Mais hier, à la place du couple de militaires à la retraite, c'est ce trou du fion de journaliste Sosnowski qui m'attendait en planque à l'arrêt de bus.

Comme de par hasard il était juste là au bon moment. Et comme de par hasard ça tombait bien puisqu'il avait tout un tas de nouvelles questions à me poser à propos de Mirabelle. Il voulait savoir en particulier pourquoi elle et moi on avait passé autant de temps dans les casinos des côtes bretonnes et normandes durant les quinze mois de notre relation. Et aussi comment je pouvais avoir assez d'argent pour payer tous ces voyages et ces restaurants et ces nuits d'hôtel alors qu'aucun mouvement n'apparaissait sur mon compte courant pour régler ces dépenses.

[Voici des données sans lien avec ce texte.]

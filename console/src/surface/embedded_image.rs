// Copyright (c) 2026 R3BL LLC. Licensed under Apache License, Version 2.0.

use std::sync::Arc;

/// An opaque image embedded in the document. It occupies exactly one document offset
/// and reads back as [`OBJECT_REPLACEMENT_CHAR`] from [`TextSurface::text`].
///
/// Pixel data is reference counted so that the same image can be printed repeatedly
/// without copying.
///
/// [`OBJECT_REPLACEMENT_CHAR`]: crate::OBJECT_REPLACEMENT_CHAR
/// [`TextSurface::text`]: crate::TextSurface::text
#[derive(Debug, Clone, PartialEq, Eq, Hash)]
pub struct EmbeddedImage {
    pub label: String,
    pub width: u32,
    pub height: u32,
    pub data: Arc<[u8]>,
}

impl EmbeddedImage {
    pub fn new(
        arg_label: impl Into<String>,
        width: u32,
        height: u32,
        arg_data: impl Into<Arc<[u8]>>,
    ) -> Self {
        Self {
            label: arg_label.into(),
            width,
            height,
            data: arg_data.into(),
        }
    }
}
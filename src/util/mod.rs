//! Shared utility helpers.

pub mod error;

pub use error::{NnfError, NnfResult};
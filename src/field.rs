//! Nearest-neighbor field state.
//!
//! The field stores, for every interior pixel of the source image, the best
//! target coordinate found so far together with its patch-distance score.
//! Pixels inside the border margin of `radius` are never initialized,
//! updated, or read as patch centers; they exist only so the grids index
//! like the source image.

/// A single field entry: the matched target coordinate and its score.
#[derive(Debug, Clone, Copy, PartialEq, Eq)]
pub struct NnfEntry {
    /// Matched x coordinate in the target image.
    pub target_x: usize,
    /// Matched y coordinate in the target image.
    pub target_y: usize,
    /// Patch distance of the stored mapping. Never stale: it is recomputed
    /// whenever the offset changes.
    pub score: u64,
}

/// Per-pixel mapping from source coordinates to target coordinates.
pub struct NearestNeighborField {
    offsets: Vec<(usize, usize)>,
    scores: Vec<u64>,
    width: usize,
    height: usize,
    radius: usize,
}

impl NearestNeighborField {
    pub(crate) fn new(width: usize, height: usize, radius: usize) -> Self {
        Self {
            offsets: vec![(0, 0); width * height],
            scores: vec![u64::MAX; width * height],
            width,
            height,
            radius,
        }
    }

    /// Returns the field width (the source image width).
    pub fn width(&self) -> usize {
        self.width
    }

    /// Returns the field height (the source image height).
    pub fn height(&self) -> usize {
        self.height
    }

    /// Returns the patch radius the field was built for.
    pub fn radius(&self) -> usize {
        self.radius
    }

    /// Returns true if `(x, y)` lies in the margin-excluded interior.
    pub fn is_interior(&self, x: usize, y: usize) -> bool {
        let r = self.radius;
        x >= r && y >= r && x < self.width - r && y < self.height - r
    }

    pub(crate) fn is_interior_signed(&self, x: isize, y: isize) -> bool {
        let r = self.radius as isize;
        x >= r && y >= r && x < self.width as isize - r && y < self.height as isize - r
    }

    /// Returns the entry at `(x, y)`, or `None` in the margin or out of
    /// bounds.
    pub fn entry(&self, x: usize, y: usize) -> Option<NnfEntry> {
        if !self.is_interior(x, y) {
            return None;
        }
        let idx = y * self.width + x;
        let (target_x, target_y) = self.offsets[idx];
        Some(NnfEntry {
            target_x,
            target_y,
            score: self.scores[idx],
        })
    }

    /// Iterates over all interior coordinates in row-major scan order.
    pub fn interior(&self) -> impl Iterator<Item = (usize, usize)> + '_ {
        let r = self.radius;
        (r..self.height - r).flat_map(move |y| (r..self.width - r).map(move |x| (x, y)))
    }

    pub(crate) fn offset(&self, x: usize, y: usize) -> (usize, usize) {
        self.offsets[y * self.width + x]
    }

    pub(crate) fn score(&self, x: usize, y: usize) -> u64 {
        self.scores[y * self.width + x]
    }

    pub(crate) fn set(&mut self, x: usize, y: usize, target_x: usize, target_y: usize, score: u64) {
        let idx = y * self.width + x;
        self.offsets[idx] = (target_x, target_y);
        self.scores[idx] = score;
    }
}
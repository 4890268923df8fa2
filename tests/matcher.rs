use nnfield::{patch_distance, ImageView, MatchParams, PatchMatcher};

/// Smooth two-axis gradient: every pixel value is unique, and patch
/// distance grows with the coordinate offset, so the identity mapping is
/// the unique zero of the distance landscape.
fn gradient_rgb(width: usize, height: usize) -> Vec<u8> {
    let mut data = Vec::with_capacity(width * height * 3);
    for y in 0..height {
        for x in 0..width {
            data.push((x * 11 % 256) as u8);
            data.push((y * 11 % 256) as u8);
            data.push(((x * 2 + y) * 5 % 256) as u8);
        }
    }
    data
}

fn solid_rgb(width: usize, height: usize, rgb: [u8; 3]) -> Vec<u8> {
    let mut data = Vec::with_capacity(width * height * 3);
    for _ in 0..width * height {
        data.extend_from_slice(&rgb);
    }
    data
}

fn collect_scores(matcher: &PatchMatcher<'_>) -> Vec<u64> {
    let field = matcher.field();
    field
        .interior()
        .map(|(x, y)| field.entry(x, y).unwrap().score)
        .collect()
}

#[test]
fn scores_never_worsen_across_iterations() {
    let src = gradient_rgb(14, 11);
    let tgt = gradient_rgb(17, 13);
    let source = ImageView::from_slice(&src, 14, 11, 3).unwrap();
    let target = ImageView::from_slice(&tgt, 17, 13, 3).unwrap();
    let mut matcher = PatchMatcher::new(
        source,
        target,
        &MatchParams {
            radius: 2,
            iterations: 0,
            seed: 11,
        },
    )
    .unwrap();

    let mut prev = collect_scores(&matcher);
    for _ in 0..4 {
        matcher.iterate();
        let next = collect_scores(&matcher);
        for (a, b) in prev.iter().zip(&next) {
            assert!(b <= a, "score worsened: {b} > {a}");
        }
        prev = next;
    }
}

#[test]
fn offsets_stay_in_target_interior() {
    // Mismatched dimensions on purpose; offsets must respect the target's
    // own margins at all times.
    let src = gradient_rgb(16, 9);
    let tgt = gradient_rgb(9, 20);
    let source = ImageView::from_slice(&src, 16, 9, 3).unwrap();
    let target = ImageView::from_slice(&tgt, 9, 20, 3).unwrap();
    let radius = 2;
    let mut matcher = PatchMatcher::new(
        source,
        target,
        &MatchParams {
            radius,
            iterations: 0,
            seed: 3,
        },
    )
    .unwrap();

    for pass in 0..3 {
        let field = matcher.field();
        let r = field.radius();
        assert_eq!(r, radius);
        for (x, y) in field.interior() {
            let entry = field.entry(x, y).unwrap();
            assert!(entry.target_x >= r && entry.target_x < 9 - r, "pass {pass}");
            assert!(entry.target_y >= r && entry.target_y < 20 - r, "pass {pass}");
        }
        matcher.iterate();
    }
}

#[test]
fn stored_scores_match_recomputed_distances() {
    let src = gradient_rgb(12, 12);
    let tgt = gradient_rgb(15, 10);
    let source = ImageView::from_slice(&src, 12, 12, 3).unwrap();
    let target = ImageView::from_slice(&tgt, 15, 10, 3).unwrap();
    let mut matcher = PatchMatcher::new(
        source,
        target,
        &MatchParams {
            radius: 1,
            iterations: 0,
            seed: 21,
        },
    )
    .unwrap();
    matcher.iterate();
    matcher.iterate();

    let field = matcher.field();
    for (x, y) in field.interior() {
        let entry = field.entry(x, y).unwrap();
        let recomputed =
            patch_distance(source, x, y, target, entry.target_x, entry.target_y, 1);
        assert_eq!(entry.score, recomputed, "stale score at ({x}, {y})");
    }
}

#[test]
fn identical_images_converge_to_identity() {
    let data = gradient_rgb(16, 16);
    let view = ImageView::from_slice(&data, 16, 16, 3).unwrap();
    let mut matcher = PatchMatcher::new(
        view,
        view,
        &MatchParams {
            radius: 1,
            iterations: 12,
            seed: 5,
        },
    )
    .unwrap();
    matcher.run();

    let field = matcher.field();
    for (x, y) in field.interior() {
        let entry = field.entry(x, y).unwrap();
        assert_eq!(
            (entry.target_x, entry.target_y, entry.score),
            (x, y, 0),
            "pixel ({x}, {y}) did not converge to itself"
        );
    }
}

#[test]
fn fixed_seed_runs_are_identical() {
    let src = gradient_rgb(13, 12);
    let tgt = gradient_rgb(12, 14);
    let source = ImageView::from_slice(&src, 13, 12, 3).unwrap();
    let target = ImageView::from_slice(&tgt, 12, 14, 3).unwrap();
    let params = MatchParams {
        radius: 1,
        iterations: 3,
        seed: 99,
    };

    let mut first = PatchMatcher::new(source, target, &params).unwrap();
    let mut second = PatchMatcher::new(source, target, &params).unwrap();
    first.run();
    second.run();

    let fa = first.field();
    let fb = second.field();
    for (x, y) in fa.interior() {
        assert_eq!(fa.entry(x, y), fb.entry(x, y));
    }
    assert_eq!(first.reconstruct(), second.reconstruct());
}

#[test]
fn reconstruction_leaves_margin_at_zero() {
    let src = gradient_rgb(11, 8);
    let tgt = solid_rgb(9, 9, [200, 150, 100]);
    let source = ImageView::from_slice(&src, 11, 8, 3).unwrap();
    let target = ImageView::from_slice(&tgt, 9, 9, 3).unwrap();
    let radius = 2;
    let mut matcher = PatchMatcher::new(
        source,
        target,
        &MatchParams {
            radius,
            iterations: 1,
            seed: 0,
        },
    )
    .unwrap();
    matcher.run();

    let out = matcher.reconstruct();
    assert_eq!(out.width(), 11);
    assert_eq!(out.height(), 8);
    let view = out.view();
    for y in 0..8 {
        for x in 0..11 {
            let px = view.pixel(x, y).unwrap();
            let interior =
                x >= radius && y >= radius && x < 11 - radius && y < 8 - radius;
            if interior {
                // Every target pixel is the same solid color.
                assert_eq!(px, &[200, 150, 100]);
            } else {
                assert_eq!(px, &[0, 0, 0], "margin written at ({x}, {y})");
            }
        }
    }
}

#[test]
fn lone_red_pixel_splits_scores_deterministically() {
    // Source: uniform gray with one red pixel at (5, 5). Target: uniform
    // gray. The red pixel must sit in the source: were the source the
    // uniform one, every pixel could match an all-gray target patch and
    // score 0, and no overlap/non-overlap split would exist. With a
    // uniform target the score of a source patch is the same at every
    // valid offset, so after any number of iterations a pixel whose 3x3
    // window contains the red pixel carries exactly the red/gray mismatch
    // and every other pixel carries zero.
    let gray = [128u8, 128, 128];
    let red = [255u8, 0, 0];
    let mut src = solid_rgb(10, 10, gray);
    let at = (5 * 10 + 5) * 3;
    src[at..at + 3].copy_from_slice(&red);
    let tgt = solid_rgb(10, 10, gray);

    let source = ImageView::from_slice(&src, 10, 10, 3).unwrap();
    let target = ImageView::from_slice(&tgt, 10, 10, 3).unwrap();
    let mut matcher = PatchMatcher::new(
        source,
        target,
        &MatchParams {
            radius: 1,
            iterations: 3,
            seed: 42,
        },
    )
    .unwrap();
    matcher.run();

    let red_vs_gray: u64 = red
        .iter()
        .zip(&gray)
        .map(|(a, b)| {
            let d = i64::from(*a) - i64::from(*b);
            (d * d) as u64
        })
        .sum();

    let field = matcher.field();
    for (x, y) in field.interior() {
        let entry = field.entry(x, y).unwrap();
        let overlaps_red = x.abs_diff(5) <= 1 && y.abs_diff(5) <= 1;
        if overlaps_red {
            assert_eq!(entry.score, red_vs_gray, "at ({x}, {y})");
        } else {
            assert_eq!(entry.score, 0, "at ({x}, {y})");
        }
    }
}

#[test]
fn zero_iterations_is_a_valid_run() {
    let data = gradient_rgb(9, 9);
    let view = ImageView::from_slice(&data, 9, 9, 3).unwrap();
    let mut matcher = PatchMatcher::new(
        view,
        view,
        &MatchParams {
            radius: 1,
            iterations: 0,
            seed: 1,
        },
    )
    .unwrap();
    matcher.run();

    let field = matcher.field();
    for (x, y) in field.interior() {
        let entry = field.entry(x, y).unwrap();
        let recomputed =
            patch_distance(view, x, y, view, entry.target_x, entry.target_y, 1);
        assert_eq!(entry.score, recomputed);
    }
}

J'avais bien envie de lui répondre que j'étais tenu au secret bancaire de par mon métier, mais j'ai préféré faire semblant de ne pas l'entendre et regarder droit devant moi vers les quais en attendant le bus. Il y avait pas mal de monde à attendre à cette heure là et je me disais que si je l'ignorais avec assez de conviction, les gens croiraient que j'étais victime d'un psycho-débile comme ça arrive parfois. Je veux dire : dans n'importe quelle ville du pays, il y a toujours un paquet de tarés illuminés qui tiennent la grappe à de parfaits inconnus et font leur petite crise de paranoïa en public. Je me suis d'ailleurs toujours demandé comment ça se faisait que de tels énergumènes soient en liberté. Il y a pourtant tout un tas de services sociaux à la con qui sont censé les gérer, non ? Alors que font les éducateurs de l'aide sociale, les organismes de tutelles, de curatelles, les hopitaux de jours, les centres socio-éducatifs et toutes ces conneries de services publics de mes deux ? Ils se touchent les rouleaux à longueur de journée et ils laissent les tarés en liberté ?

Bref.

Le bus est arrivé et ce connard est monté et s'est assis à côté de moi. Il a sorti son calepin et il s'est mis à énumérer tout un tas de faits divers arrivés aux alentours de la rue Louis Jouvet depuis l'époque où j'y habite. Il a pas mal insisté sur l'accident fatal qui est arrivé à l'ancienne propriétaire de ma maison quelques mois avant que je l'achète. Il m'a aussi lu le témoignage de l'agent immobilier qui me l'avait vendu. Il voulait savoir pourquoi j'avais accepté d'acheter un bien dont personne ne voulait. Et aussi pourquoi j'avais choisi exprès un quartier connu pour être habité uniquement par des retraités. Et comment je m'étais débarrassé de la puanteur infecte qui régnait dans la maison alors que les héritiers de la vieille et l'agence immobilière n'avait jamais réussi à dissiper ce mystère. Et enfin, si j'avais quelque chose à voir avec ce mystérieux accident mortel.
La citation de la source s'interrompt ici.